-- Problem details --
Look through the data below, and copy each line that carries the word "impl".

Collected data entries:
------------------------------------------------------------

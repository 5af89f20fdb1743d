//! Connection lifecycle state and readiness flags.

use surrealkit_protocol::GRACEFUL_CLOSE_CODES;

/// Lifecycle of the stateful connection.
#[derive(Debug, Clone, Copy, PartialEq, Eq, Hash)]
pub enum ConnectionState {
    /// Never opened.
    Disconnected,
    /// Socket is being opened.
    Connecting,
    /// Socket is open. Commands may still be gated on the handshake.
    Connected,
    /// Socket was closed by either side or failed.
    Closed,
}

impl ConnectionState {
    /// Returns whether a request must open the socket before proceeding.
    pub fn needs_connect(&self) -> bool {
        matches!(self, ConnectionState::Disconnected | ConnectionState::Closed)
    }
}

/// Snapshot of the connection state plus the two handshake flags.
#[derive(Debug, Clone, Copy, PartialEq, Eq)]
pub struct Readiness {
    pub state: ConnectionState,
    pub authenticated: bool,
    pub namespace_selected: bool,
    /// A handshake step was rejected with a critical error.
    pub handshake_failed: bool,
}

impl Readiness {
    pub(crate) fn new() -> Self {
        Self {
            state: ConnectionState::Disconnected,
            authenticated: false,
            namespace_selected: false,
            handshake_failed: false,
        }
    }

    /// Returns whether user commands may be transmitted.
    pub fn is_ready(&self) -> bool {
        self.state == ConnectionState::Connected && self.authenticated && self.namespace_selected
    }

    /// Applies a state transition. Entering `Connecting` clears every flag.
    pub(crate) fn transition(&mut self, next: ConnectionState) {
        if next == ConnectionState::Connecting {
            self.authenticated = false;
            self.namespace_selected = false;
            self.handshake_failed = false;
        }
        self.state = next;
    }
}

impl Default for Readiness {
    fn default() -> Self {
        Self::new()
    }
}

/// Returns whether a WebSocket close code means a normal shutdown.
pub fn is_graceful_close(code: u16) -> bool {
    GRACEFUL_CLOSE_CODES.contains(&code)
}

------------------------------------------------------------

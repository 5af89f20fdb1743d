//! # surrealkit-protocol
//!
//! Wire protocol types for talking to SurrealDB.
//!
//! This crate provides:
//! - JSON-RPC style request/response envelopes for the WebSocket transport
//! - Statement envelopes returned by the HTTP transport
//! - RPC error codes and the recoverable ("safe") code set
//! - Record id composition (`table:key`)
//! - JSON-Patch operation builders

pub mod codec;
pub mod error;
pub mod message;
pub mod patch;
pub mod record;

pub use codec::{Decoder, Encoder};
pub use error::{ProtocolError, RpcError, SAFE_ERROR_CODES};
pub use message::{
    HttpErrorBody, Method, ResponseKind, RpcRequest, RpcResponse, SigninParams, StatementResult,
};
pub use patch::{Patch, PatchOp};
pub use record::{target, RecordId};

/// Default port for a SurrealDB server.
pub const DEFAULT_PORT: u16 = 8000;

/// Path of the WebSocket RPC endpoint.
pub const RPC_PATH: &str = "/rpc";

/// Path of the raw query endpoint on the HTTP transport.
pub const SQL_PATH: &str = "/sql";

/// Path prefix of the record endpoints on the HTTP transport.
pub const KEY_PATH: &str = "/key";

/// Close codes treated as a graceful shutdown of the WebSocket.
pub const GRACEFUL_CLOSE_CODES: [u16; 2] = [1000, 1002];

------------------------------------------------------------

-- Task solution --
impl ConnectionState {
impl Readiness {
impl Default for Readiness {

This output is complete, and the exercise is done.